Wednesday, April 15, 2009

No Horse and Buggy Men On This Farm

I have started reading a book called "The Fat of the Land: the Story of an American Farm" by John Williams Streeter, copyrighted 1904. A physician was dismissed from his job after his skills became obsolete (sound familiar in modern times?). He decided to fulfill a lifelong dream of owning land and creating a valuable farm. I'm reading a very interesting section about the hiring of field hands. In a chapter called, "The Horse and Buggy Man", a young man insists that all the young men in the community need horses and buggies for week-end fun, and "horse keep" is expected as part of their pay. Translate this into modern times with a car or truck, and multiply the liabilities several times over, and add the worker expecting to siphon off gasoline from the farm tank, as you read the following quote:
"See here young man, this is another specimen of farm economics, and the worst in the lot. Let me do a small example in mental arithmetic for you. The interest on $280 [cost of horse and buggy] is $14; the yearly depreciation of your property, without accidents, is at least $40; horse-shoeing and repairs, $20; loss of wages (for no man will keep your horse for less than $4 a month), $48. In addition to this, you will be tempted to spend at least $5 a month more with a horse than without one; that is $60 more. You are throwing away $182 a year without adding $1 to your value as an employee, one ounce to the dignity of your employment, or one foot of gain in your social position, no matter from what point you view it.

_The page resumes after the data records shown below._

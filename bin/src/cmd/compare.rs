//! Compare command implementation.

use anyhow::{Context, Result, bail};
use valueup_data::{read_series, write_comparison};
use valueup_eval::{Annualization, BenchmarkComparator, Comparison, ComparisonConfig};
use valueup_traits::TimeSeries;

use super::{banner, section};
use crate::config::PipelineConfig;
use crate::data;

/// Compare a previously written index or portfolio series.
pub(crate) async fn compare_written(config: &PipelineConfig, portfolio: bool) -> Result<Comparison> {
    let (path, name, annualization) = if portfolio {
        (
            config.portfolio_path(),
            "Value-Up Portfolio",
            portfolio_annualization(config),
        )
    } else {
        (
            config.index_path(),
            "Value-Up Index",
            config.comparison.annualization,
        )
    };

    let series = read_series(&path, "Index")
        .with_context(|| format!("reading {}", path.display()))?;
    compare_series(config, name, &series, annualization).await
}

/// Calendar annualization measured from the portfolio anchor.
pub(crate) const fn portfolio_annualization(config: &PipelineConfig) -> Annualization {
    Annualization::Calendar {
        anchor: config.portfolio.anchor_date,
    }
}

/// Rebase `series` and the benchmarks at the comparison anchor, print the
/// table and write it to the comparison file.
pub(crate) async fn compare_series(
    config: &PipelineConfig,
    name: &str,
    series: &TimeSeries,
    annualization: Annualization,
) -> Result<Comparison> {
    banner("Benchmark Comparison");

    let (Some((from, _)), Some((to, _))) = (series.first(), series.last()) else {
        bail!("{name} has no observations to compare");
    };

    let benchmarks = data::load_benchmarks(config, from, to).await;
    println!(
        "Benchmarks: {} of {} loaded",
        benchmarks.len(),
        config.benchmarks.len()
    );
    println!("Anchor:     {}", config.comparison.anchor);
    println!();

    let comparator = BenchmarkComparator::new(ComparisonConfig {
        annualization,
        ..config.comparison
    });
    let comparison = comparator.compare(name, series, &benchmarks)?;

    section("PERFORMANCE");
    println!(
        "{:<22} {:>12} {:>12} {:>12}",
        "Series", "Total", "Annualized", "Volatility"
    );
    println!("{}", "─".repeat(61));
    for row in &comparison.rows {
        println!(
            "{:<22} {:>11.2}% {:>11.2}% {:>11.2}%",
            row.name,
            row.summary.total_return * 100.0,
            row.summary.annualized_return * 100.0,
            row.summary.annualized_volatility * 100.0
        );
    }
    println!();

    let path = config.comparison_path();
    write_comparison(&path, &comparison)?;
    println!("Saved to {}\n", path.display());

    Ok(comparison)
}
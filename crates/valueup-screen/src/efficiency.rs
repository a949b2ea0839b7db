//! Stage 4: capital efficiency.

use serde::{Deserialize, Serialize};
use tracing::debug;
use valueup_traits::stats::group_average_ranks;
use valueup_traits::{Candidate, RankOrder, Result, ScreeningStage, YearInputs};

use crate::incumbency::IncumbencyPolicy;

/// Configuration for the efficiency stage.
#[derive(Debug, Clone, Serialize, Deserialize)]
#[serde(default)]
pub struct EfficiencyConfig {
    /// Number of constituents to select.
    pub target_size: usize,
}

impl Default for EfficiencyConfig {
    fn default() -> Self {
        Self { target_size: 100 }
    }
}

/// Selects the companies with the best ROE relative to their industry.
///
/// The two-year average ROE is ranked within each industry, highest first,
/// and the companies with the smallest rank numbers are kept. Ties are
/// broken by stock code so the selection is deterministic. Companies
/// without an average ROE are not ranked and are never selected.
#[derive(Debug, Clone, Default)]
pub struct EfficiencyStage {
    config: EfficiencyConfig,
    incumbency: Option<IncumbencyPolicy>,
}

impl EfficiencyStage {
    /// Stage name used in reports and the registry.
    pub const NAME: &'static str = "efficiency";

    /// Create a new efficiency stage with the given configuration.
    #[must_use]
    pub const fn new(config: EfficiencyConfig) -> Self {
        Self {
            config,
            incumbency: None,
        }
    }

    /// Retain and admit by the policy's ROE position buffers.
    #[must_use]
    pub fn with_incumbency(mut self, policy: IncumbencyPolicy) -> Self {
        self.incumbency = Some(policy);
        self
    }

    /// Target number of constituents.
    #[must_use]
    pub const fn target_size(&self) -> usize {
        self.config.target_size
    }
}

impl ScreeningStage for EfficiencyStage {
    fn name(&self) -> &str {
        Self::NAME
    }

    fn screen(&self, input: Vec<Candidate>, tables: &YearInputs) -> Result<Vec<Candidate>> {
        let input_len = input.len();
        let mut candidates = input;

        let roe: Vec<Option<f64>> = candidates.iter().map(|c| c.avg_roe).collect();
        let industries: Vec<Option<&str>> = candidates.iter().map(|c| c.industry.as_deref()).collect();
        let ranks = group_average_ranks(&roe, &industries, RankOrder::Descending);

        for (candidate, rank) in candidates.iter_mut().zip(ranks) {
            candidate.industry_roe_rank = rank;
        }

        candidates.retain(|c| c.industry_roe_rank.is_some());
        candidates.sort_by(|a, b| {
            let ra = a.industry_roe_rank.unwrap_or(f64::INFINITY);
            let rb = b.industry_roe_rank.unwrap_or(f64::INFINITY);
            ra.total_cmp(&rb).then_with(|| a.code.cmp(&b.code))
        });

        let selected = match &self.incumbency {
            Some(policy) => policy.select(candidates, self.config.target_size, tables),
            None => {
                candidates.truncate(self.config.target_size);
                candidates
            }
        };

        debug!(
            year = tables.year,
            stage = Self::NAME,
            input = input_len,
            output = selected.len(),
            "screened"
        );
        Ok(selected)
    }
}

#[cfg(test)]
mod tests {
    use super::*;
    use approx::assert_relative_eq;
    use valueup_traits::Market;

    fn company(code: &str, industry: &str, roe: Option<f64>) -> Candidate {
        Candidate {
            industry: Some(industry.to_string()),
            avg_roe: roe,
            ..Candidate::new(code, code, Market::Kospi)
        }
    }

    fn input() -> Vec<Candidate> {
        vec![
            company("000001", "Banks", Some(0.08)),
            company("000002", "Banks", Some(0.12)),
            company("000003", "Banks", Some(0.10)),
            company("000004", "Tech", Some(0.30)),
            company("000005", "Tech", Some(0.05)),
            company("000006", "Tech", None),
        ]
    }

    #[test]
    fn test_ranks_within_industry() {
        let out = EfficiencyStage::default()
            .screen(input(), &YearInputs::empty(2022))
            .unwrap();
        assert_eq!(out.len(), 5);

        let codes: Vec<_> = out.iter().map(|c| c.code.as_str()).collect();
        assert_eq!(codes, vec!["000002", "000004", "000003", "000005", "000001"]);
        assert_relative_eq!(out[0].industry_roe_rank.unwrap(), 1.0);
        assert_relative_eq!(out[4].industry_roe_rank.unwrap(), 3.0);
    }

    #[test]
    fn test_boundary_ties_keep_lower_code() {
        let stage = EfficiencyStage::new(EfficiencyConfig { target_size: 1 });
        let out = stage.screen(input(), &YearInputs::empty(2022)).unwrap();
        // 000002 and 000004 both rank first in their industry
        assert_eq!(out.len(), 1);
        assert_eq!(out[0].code, "000002");
    }

    #[test]
    fn test_fewer_than_target_selects_all() {
        let out = EfficiencyStage::default()
            .screen(input()[..2].to_vec(), &YearInputs::empty(2022))
            .unwrap();
        assert_eq!(out.len(), 2);
    }

    #[test]
    fn test_incumbent_retained() {
        let stage = EfficiencyStage::new(EfficiencyConfig { target_size: 2 }).with_incumbency(
            IncumbencyPolicy {
                retain_within: 5,
                admit_within: 1,
                ..Default::default()
            },
        );
        let tables = YearInputs::empty(2022).with_incumbents(["000001".to_string()].into_iter().collect());
        let out = stage.screen(input(), &tables).unwrap();
        let codes: Vec<_> = out.iter().map(|c| c.code.as_str()).collect();
        assert_eq!(codes, vec!["000002", "000001"]);
    }
}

Taking it for granted that you receive $25 a month for every month of the year (and this is admitting too much), you waste more than half on that blessed rig, and you can make no provision for the future, for sickness, or for old age...Recreation is all right, but find it in ways less expensive. Read, study, cultivate the best of your kind, plan for the future and save for it, and you will not lack fr recreation. Sell your horse and buggy for $200, if you cannot get more, put that money at interest, save $200 out of your wages, and by the end of the year you will be worth over $400 in hard cash and much more in self-respect. You can easily add $200 a year to your savings, without missing out on anything worthwhile; and it will not be long before you can buy a farm, marry a wife, and make an independent position. I'll have no horse and buggy men on my farm."
Now that's how we ought to teach young people.